Things can get a bit more complicated when you start adding colours or putting fillings in the rice balls. It reminds me very much of the commercialization of our traditional food. You can find technicolor balls with myriad option of fillings in the Asian grocery store.

Sunday, December 20, 2009

Chocolate Cake Supreme

This chocolate cake is simple to make. It has a nice texture with soft crunch of the fresh walnuts. I pay particular attention to the choice of the main ingredients, going to great lengths to look for the freshest walnuts and good tasting chocolate.


  • 1/4 cup Thickened cream
  • 200g dark cooking chocolate, chopped ( Try Whittaker's Dark Block over standard Cadbury or Nestle cooking chocolate)
  • 3 eggs, separated
  • 150g Castor sugar
  • 80g Unsalted butter
  • 60g plain flour, sifted
  • 60g self-raising flour, sifted
  • 100g walnut halves, cut into 3 or 4 pieces
  • a pinch of cream of tartar
  • 60g Sultanas
  • 1/4 cup of Drambuie or other liqueur

  • You need a buttered 22cm (81/2 inch) cake tine
  • Pre-heat oven to 180°C/350°F
  • Mix sultanas and Drambuie in a bowl
  • Bring the cream to the boil in a small saucepan and then on a very low heat add the chocolate to melt
  • Beat egg yolks and sugar until fluffy and white
  • Whisk butter into chocolate preparation then gently mix in the egg yolk preparation, the two types of flour, the walnuts and the macerated sultanas
  • Beat egg whites and cream of tartar until stiff peaks form.
  • Using a rubber spatula or large metal spoon, fold the beater whites into the chocolate prepartaion and pour the mixture into your cake tine. 
  • Bake in the preheated oven for 30 minutes.  Cool for  15 minutes before carefully unmoulding onto a cooling rack.
  • Before serving, dust the top with icing sugar or ice with the a chocolate ganache.
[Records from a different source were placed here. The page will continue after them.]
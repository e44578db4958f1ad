use super::*;

#[test]
fn test_parse_uri() -> Result<()> {
    let tests = vec![
        (
            "default",
            "stun:example.org",
            Uri {
                host: "example.org".to_owned(),
                scheme: SCHEME.to_owned(),
                port: None,
            },
            "stun:example.org",
        ),
        (
            "secure",
            "stuns:example.org",
            Uri {
                host: "example.org".to_owned(),
                scheme: SCHEME_SECURE.to_owned(),
                port: None,
            },
            "stuns:example.org",
        ),
        (
            "with port",
            "stun:example.org:8000",
            Uri {
                host: "example.org".to_owned(),
                scheme: SCHEME.to_owned(),
                port: Some(8000),
            },
            "stun:example.org:8000",
        ),
        (
            "ipv6 address",
            "stun:[::1]:123",
            Uri {
                host: "::1".to_owned(),
                scheme: SCHEME.to_owned(),
                port: Some(123),
            },
            "stun:[::1]:123",
        ),
    ];

    for (name, input, output, expected_str) in tests {
        let out = Uri::parse_uri(input)?;
        assert_eq!(out, output, "{name}: {out} != {output}");
        assert_eq!(out.to_string(), expected_str, "{name}");
    }

    Ok(())
}

#[test]
fn test_parse_uri_errors() {
    let tests = vec![
        ("hierarchical", "stun://example.org", Error::ErrInvalidUrl),
        ("bad scheme", "turn:example.org", Error::ErrSchemeType),
        ("query", "stun:example.org?query", Error::ErrInvalidUrl),
        ("bad port", "stun:example.org:port", Error::ErrPort),
        ("no host", "stun::3478", Error::ErrHost),
    ];

    for (name, input, expected) in tests {
        let result = Uri::parse_uri(input);
        assert_eq!(result, Err(expected), "{name}");
    }
}

#[test]
fn test_uri_socket_addr() -> Result<()> {
    let uri = Uri::parse_uri("stun:192.0.2.1")?;
    assert_eq!(uri.socket_addr(), Some("192.0.2.1:3478".parse::<SocketAddr>()?));

    let uri = Uri::parse_uri("stun:[2001:db8::1]:19302")?;
    assert_eq!(uri.socket_addr(), Some("[2001:db8::1]:19302".parse::<SocketAddr>()?));

    let uri = Uri::parse_uri("stun:stun.example.org:19302")?;
    assert_eq!(uri.socket_addr(), None);

    Ok(())
}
Thursday, December 3, 2009

Orange Almond Cake

We have a few friends over for tea and decided to bake a cake. Looking through my collection of recipes, I decided on either the Orange Almond and Chocolate Supreme cake from Gabriel Gate's recipes. Undecided on the cake to make for the afternoon, I bought ingredients for two cakes and ended up making them both.
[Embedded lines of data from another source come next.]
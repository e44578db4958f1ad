#[cfg(test)]
mod extension_test;

pub mod extension_supported_elliptic_curves;
pub mod extension_supported_point_formats;
pub mod extension_supported_signature_algorithms;
pub mod extension_supported_versions;
pub mod extension_use_extended_master_secret;
pub mod extension_use_srtp;

use extension_supported_elliptic_curves::*;
use extension_supported_point_formats::*;
use extension_supported_signature_algorithms::*;
use extension_supported_versions::*;
use extension_use_extended_master_secret::*;
use extension_use_srtp::*;
use shared::error::*;

use byteorder::{BigEndian, ReadBytesExt, WriteBytesExt};
use log::trace;
use std::io::{BufReader, Read, Write};

/// Extension types understood by the handshake.
/// <https://www.iana.org/assignments/tls-extensiontype-values/tls-extensiontype-values.xhtml>
#[derive(Clone, Debug, PartialEq, Eq, Copy)]
pub enum ExtensionValue {
    SupportedEllipticCurves = 10,
    SupportedPointFormats = 11,
    SupportedSignatureAlgorithms = 13,
    UseSrtp = 14,
    UseExtendedMasterSecret = 23,
    SupportedVersions = 43,
    Unsupported,
}

impl From<u16> for ExtensionValue {
    fn from(val: u16) -> Self {
        match val {
            10 => ExtensionValue::SupportedEllipticCurves,
            11 => ExtensionValue::SupportedPointFormats,
            13 => ExtensionValue::SupportedSignatureAlgorithms,
            14 => ExtensionValue::UseSrtp,
            23 => ExtensionValue::UseExtendedMasterSecret,
            43 => ExtensionValue::SupportedVersions,
            _ => ExtensionValue::Unsupported,
        }
    }
}

#[derive(PartialEq, Eq, Debug, Clone)]
pub enum Extension {
    SupportedEllipticCurves(ExtensionSupportedEllipticCurves),
    SupportedPointFormats(ExtensionSupportedPointFormats),
    SupportedSignatureAlgorithms(ExtensionSupportedSignatureAlgorithms),
    UseSrtp(ExtensionUseSrtp),
    UseExtendedMasterSecret(ExtensionUseExtendedMasterSecret),
    SupportedVersions(ExtensionSupportedVersions),
}

impl Extension {
    pub fn extension_value(&self) -> ExtensionValue {
        match self {
            Extension::SupportedEllipticCurves(ext) => ext.extension_value(),
            Extension::SupportedPointFormats(ext) => ext.extension_value(),
            Extension::SupportedSignatureAlgorithms(ext) => ext.extension_value(),
            Extension::UseSrtp(ext) => ext.extension_value(),
            Extension::UseExtendedMasterSecret(ext) => ext.extension_value(),
            Extension::SupportedVersions(ext) => ext.extension_value(),
        }
    }

    fn body_size(&self) -> usize {
        match self {
            Extension::SupportedEllipticCurves(ext) => ext.size(),
            Extension::SupportedPointFormats(ext) => ext.size(),
            Extension::SupportedSignatureAlgorithms(ext) => ext.size(),
            Extension::UseSrtp(ext) => ext.size(),
            Extension::UseExtendedMasterSecret(ext) => ext.size(),
            Extension::SupportedVersions(ext) => ext.size(),
        }
    }

    pub fn size(&self) -> usize {
        4 + self.body_size()
    }

    pub fn marshal<W: Write>(&self, writer: &mut W) -> Result<()> {
        writer.write_u16::<BigEndian>(self.extension_value() as u16)?;
        writer.write_u16::<BigEndian>(self.body_size() as u16)?;
        match self {
            Extension::SupportedEllipticCurves(ext) => ext.marshal(writer),
            Extension::SupportedPointFormats(ext) => ext.marshal(writer),
            Extension::SupportedSignatureAlgorithms(ext) => ext.marshal(writer),
            Extension::UseSrtp(ext) => ext.marshal(writer),
            Extension::UseExtendedMasterSecret(ext) => ext.marshal(writer),
            Extension::SupportedVersions(ext) => ext.marshal(writer),
        }
    }

    /// Parses one extension body. `None` means the type is not understood.
    pub fn unmarshal(extension_value: u16, body: &[u8]) -> Result<Option<Self>> {
        let mut reader = BufReader::new(body);
        let extension = match ExtensionValue::from(extension_value) {
            ExtensionValue::SupportedEllipticCurves => Extension::SupportedEllipticCurves(
                ExtensionSupportedEllipticCurves::unmarshal(&mut reader)?,
            ),
            ExtensionValue::SupportedPointFormats => Extension::SupportedPointFormats(
                ExtensionSupportedPointFormats::unmarshal(&mut reader)?,
            ),
            ExtensionValue::SupportedSignatureAlgorithms => Extension::SupportedSignatureAlgorithms(
                ExtensionSupportedSignatureAlgorithms::unmarshal(&mut reader)?,
            ),
            ExtensionValue::UseSrtp => Extension::UseSrtp(ExtensionUseSrtp::unmarshal(&mut reader)?),
            ExtensionValue::UseExtendedMasterSecret => Extension::UseExtendedMasterSecret(
                ExtensionUseExtendedMasterSecret::unmarshal(&mut reader)?,
            ),
            ExtensionValue::SupportedVersions => Extension::SupportedVersions(
                ExtensionSupportedVersions::unmarshal_body(body)?,
            ),
            ExtensionValue::Unsupported => return Ok(None),
        };

        Ok(Some(extension))
    }
}

pub(crate) fn extensions_size(extensions: &[Extension]) -> usize {
    if extensions.is_empty() {
        0
    } else {
        2 + extensions.iter().map(|e| e.size()).sum::<usize>()
    }
}

/// Writes the extensions block; an empty list omits the block entirely.
pub(crate) fn marshal_extensions<W: Write>(extensions: &[Extension], writer: &mut W) -> Result<()> {
    if extensions.is_empty() {
        return Ok(());
    }

    let total = extensions_size(extensions) - 2;
    writer.write_u16::<BigEndian>(total as u16)?;
    for extension in extensions {
        extension.marshal(writer)?;
    }

    Ok(writer.flush()?)
}

/// Parses an extensions block, skipping extension types that are not understood.
pub(crate) fn unmarshal_extensions(buf: &[u8]) -> Result<Vec<Extension>> {
    if buf.is_empty() {
        return Ok(vec![]);
    }
    if buf.len() < 2 {
        return Err(Error::ErrBufferTooSmall);
    }

    let declared_len = ((buf[0] as usize) << 8) | buf[1] as usize;
    if declared_len + 2 != buf.len() {
        return Err(Error::ErrLengthMismatch);
    }

    let mut extensions = vec![];
    let mut offset = 2;
    while offset < buf.len() {
        if offset + 4 > buf.len() {
            return Err(Error::ErrBufferTooSmall);
        }
        let extension_value = ((buf[offset] as u16) << 8) | buf[offset + 1] as u16;
        let extension_len = ((buf[offset + 2] as usize) << 8) | buf[offset + 3] as usize;
        offset += 4;
        if offset + extension_len > buf.len() {
            return Err(Error::ErrBufferTooSmall);
        }

        let body = &buf[offset..offset + extension_len];
        match Extension::unmarshal(extension_value, body)? {
            Some(extension) => extensions.push(extension),
            None => trace!("skipping unsupported extension type {extension_value}"),
        }
        offset += extension_len;
    }

    Ok(extensions)
}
I started the day putting the oranges to simmer and preparing the blanched almonds. This flourless Orange Almond cake is basically based on the traditional Sephardic Jews recipe. The Sephardi are originally from the Iberian peninsular (where Spain and Portugal is) where oranges are plenty.

This is truly a slow-food - having to prepare the blanched almond from scratch and simmering the orange for two hours. 
Put on my favourite CD and work on the almond til the last song on the CD.This is the best way to chillout. Alternatively, you can buy ready blanched almond or ground almond meal.

After putting in the Orange cake to bake for an hour, the girls left to go for a walk in the park to work out an appetite, when it is time for to start working on the next cake.

"This flourless Orange cake is moist and had the truly awesome orange flavour. As the almonds are not finely ground, it has a nice texture."


2 Unblemished oranges
1 1/2 cups Blanched Almonds
1 cup Castor Sugar
5 eggs (size 61 gm)
1 tsp Baking Powder
Icing sugar for dusting


  1. Buttered or lined a 20cm (8 in) cake tin.
  2. Place the washed oranges in a pot with enough water to cover. Bring to boil, cover and simmer for two hours. Drain oranges and allow to cool.
  3. Blend almonds and sugar in a food processor until almonds are in quite small pieces. Transfer to plate.
  4. In the same food processor, blend the whle oranges to a puree. Add almond and sugar mixture and blend briefly before gradually adding the eggs and baking powder, blend until smooth.
  5. Pour the mixture into the cake tin and bake in preheated oven for 1 hour Cool for 10 mins before unmoulding to a cake rack.
  6. Dust with icing sugar before serving.